• _WHAT THE TASK ASKS_: Only lines that contain the string "Some" should be returned from the material below.

• _MATERIAL FOR THIS EXERCISE_:
+--

//! Wire codec for the boss control protocol.
//!
//! - Requests are a single line: `VERSION=<n> <command> [args...] `. The agent then
//!   reads until the boss closes the connection.
//! - Responses are zero or more lines of `DIRECTIVE KEY=value KEY="quoted value"`,
//!   where the leading directive is optional (e.g. mount lines have none).

use core::{fmt, str::FromStr};
use std::{collections::HashMap, sync::LazyLock};

use regex::Regex;
use sha2::{Digest as _, Sha256};
use thiserror::Error as ThisError;

/// Default TCP port of the boss control daemon.
pub const DEFAULT_BOSS_PORT: u16 = 7777;

/// Protocol revision announced with every request.
pub const PROTOCOL_VERSION: u32 = 44;

// Macro to define the enum from variant => string mappings
macro_rules! define_enum_with_str {
    (
        $(#[$meta:meta])*
        $vis:vis enum $name:ident {
            $(
                $(#[$variant_meta:meta])*
                $variant:ident => $str:literal
            ),* $(,)?
        }
    ) => {
        $(#[$meta])*
        $vis enum $name {
            $(
                $(#[$variant_meta])*
                $variant,
            )*
        }

        impl $name {
            /// The wire representation.
            #[must_use]
            pub const fn as_str(&self) -> &'static str {
                match *self {
                    $($name::$variant => $str,)*
                }
            }
        }

        impl fmt::Display for $name {
            fn fmt(&self, f: &mut fmt::Formatter<'_>) -> fmt::Result {
                f.write_str(self.as_str())
            }
        }

        impl FromStr for $name {
            type Err = ();

            fn from_str(value: &str) -> Result<Self, Self::Err> {
                match value {
                    $($str => Ok($name::$variant),)*
                    _ => Err(()),
                }
            }
        }
    };
}

define_enum_with_str! {
    #[derive(Debug, Clone, Copy, PartialEq, Eq, Hash)]
    /// Lifecycle states reported to the boss.
    pub enum NodeState {
        /// The node has booted and is about to be configured.
        Booted => "MFSSETUP",
        /// The initial configuration has been applied.
        Ready => "ISUP",
        /// The node is going down.
        Shutdown => "SHUTDOWN",
    }
}

/// A request to the boss.
#[derive(Debug, Clone, PartialEq, Eq)]
pub struct Request {
    line: String,
}

impl Request {
    /// Start a request for `command`.
    #[must_use]
    pub fn new(command: &str) -> Self {
        Self {
            line: format!("VERSION={PROTOCOL_VERSION} {command}"),
        }
    }

    /// Append an argument.
    #[must_use]
    pub fn arg(mut self, arg: &str) -> Self {
        self.line.push(' ');
        self.line.push_str(arg);
        self
    }

    /// The command word, for logging.
    #[must_use]
    pub fn command(&self) -> &str {
        self.line.split(' ').nth(1).unwrap_or_default()
    }

    /// Bytes as sent on the wire. The boss expects a trailing separator.
    #[must_use]
    pub fn encode(&self) -> Vec<u8> {
        let mut bytes = self.line.clone().into_bytes();
        bytes.push(b' ');
        bytes
    }
}

/// Reasons a response line cannot be interpreted.
#[derive(Debug, Clone, PartialEq, Eq, ThisError)]
pub enum ParseError {
    #[error("unparsable response at byte {position}: {line}")]
    BadLine { line: String, position: usize },
    #[error("key {key} missing from response: {line}")]
    MissingKey { key: String, line: String },
    #[error("invalid value {value:?} for key {key}")]
    BadValue { key: String, value: String },
}

static TOKEN: LazyLock<Regex> = LazyLock::new(|| {
    Regex::new(r#"^([A-Z][A-Z0-9_]*)(?:=(?:"([^"]*)"|'([^']*)'|([^\s"']*)))?"#)
        .expect("token pattern is a valid regex")
});

/// A single parsed response line.
#[derive(Debug, Clone)]
pub struct ResponseLine<'line> {
    line: &'line str,
    directive: Option<&'line str>,
    fields: HashMap<&'line str, &'line str>,
}

impl<'line> ResponseLine<'line> {
    /// Parse one line. Surrounding whitespace is ignored.
    ///
    /// # Errors
    ///
    /// Returns [`ParseError::BadLine`] if a token is malformed or a bare word
    /// appears anywhere but first.
    pub fn parse(line: &'line str) -> Result<Self, ParseError> {
        let line = line.trim();
        let mut directive = None;
        let mut fields = HashMap::new();
        let mut rest = line;
        let mut first = true;

        while !rest.is_empty() {
            let position = line.len() - rest.len();
            let bad_line = || ParseError::BadLine {
                line: line.to_string(),
                position,
            };
            let captures = TOKEN.captures(rest).ok_or_else(bad_line)?;
            let (Some(whole), Some(key)) = (captures.get(0), captures.get(1)) else {
                return Err(bad_line());
            };
            let value = captures
                .get(2)
                .or_else(|| captures.get(3))
                .or_else(|| captures.get(4));

            match value {
                Some(value) => {
                    fields.insert(key.as_str(), value.as_str());
                }
                None if first => directive = Some(key.as_str()),
                None => return Err(bad_line()),
            }
            first = false;

            let remaining = rest.get(whole.end()..).unwrap_or_default();
            if !remaining.is_empty() && !remaining.starts_with(char::is_whitespace) {
                return Err(bad_line());
            }
            rest = remaining.trim_start();
        }

        Ok(Self {
            line,
            directive,
            fields,
        })
    }

    /// The leading bare word, if any (`ADDUSER`, `FREE`, ...).
    #[must_use]
    pub const fn directive(&self) -> Option<&'line str> {
        self.directive
    }

    /// The raw line.
    #[must_use]
    pub const fn line(&self) -> &'line str {
        self.line
    }

    /// Optional field lookup.
    #[must_use]
    pub fn field(&self, key: &str) -> Option<&'line str> {
        self.fields.get(key).copied()
    }

    /// Required field lookup.
    ///
    /// # Errors
    ///
    /// Returns [`ParseError::MissingKey`] if the key is absent.
    pub fn get(&self, key: &str) -> Result<&'line str, ParseError> {
        self.field(key).ok_or_else(|| ParseError::MissingKey {
            key: key.to_string(),
            line: self.line.to_string(),
        })
    }

    /// Required field lookup converted with [`FromStr`].
    ///
    /// # Errors
    ///
    /// Returns [`ParseError::MissingKey`] or [`ParseError::BadValue`].
    pub fn get_parsed<T: FromStr>(&self, key: &str) -> Result<T, ParseError> {
        let value = self.get(key)?;
        value.parse().map_err(|_| ParseError::BadValue {
            key: key.to_string(),
            value: value.to_string(),
        })
    }
}

/// Stable content identifier of a set of response lines (hex SHA-256).
///
/// Lines are hashed in order with a newline terminator so that
/// `["a", "b"]` and `["ab"]` differ.
#[must_use]
pub fn content_digest<I, S>(lines: I) -> String
where
    I: IntoIterator<Item = S>,
    S: AsRef<str>,
{
    let mut hasher = Sha256::new();
    for line in lines {
        hasher.update(line.as_ref().as_bytes());
        hasher.update(b"\n");
    }
    hex::encode(hasher.finalize())
}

+--

• _COMPLETED EXERCISE_:
            let (Some(whole), Some(key)) = (captures.get(0), captures.get(1)) else {
                Some(value) => {
                None if first => directive = Some(key.as_str()),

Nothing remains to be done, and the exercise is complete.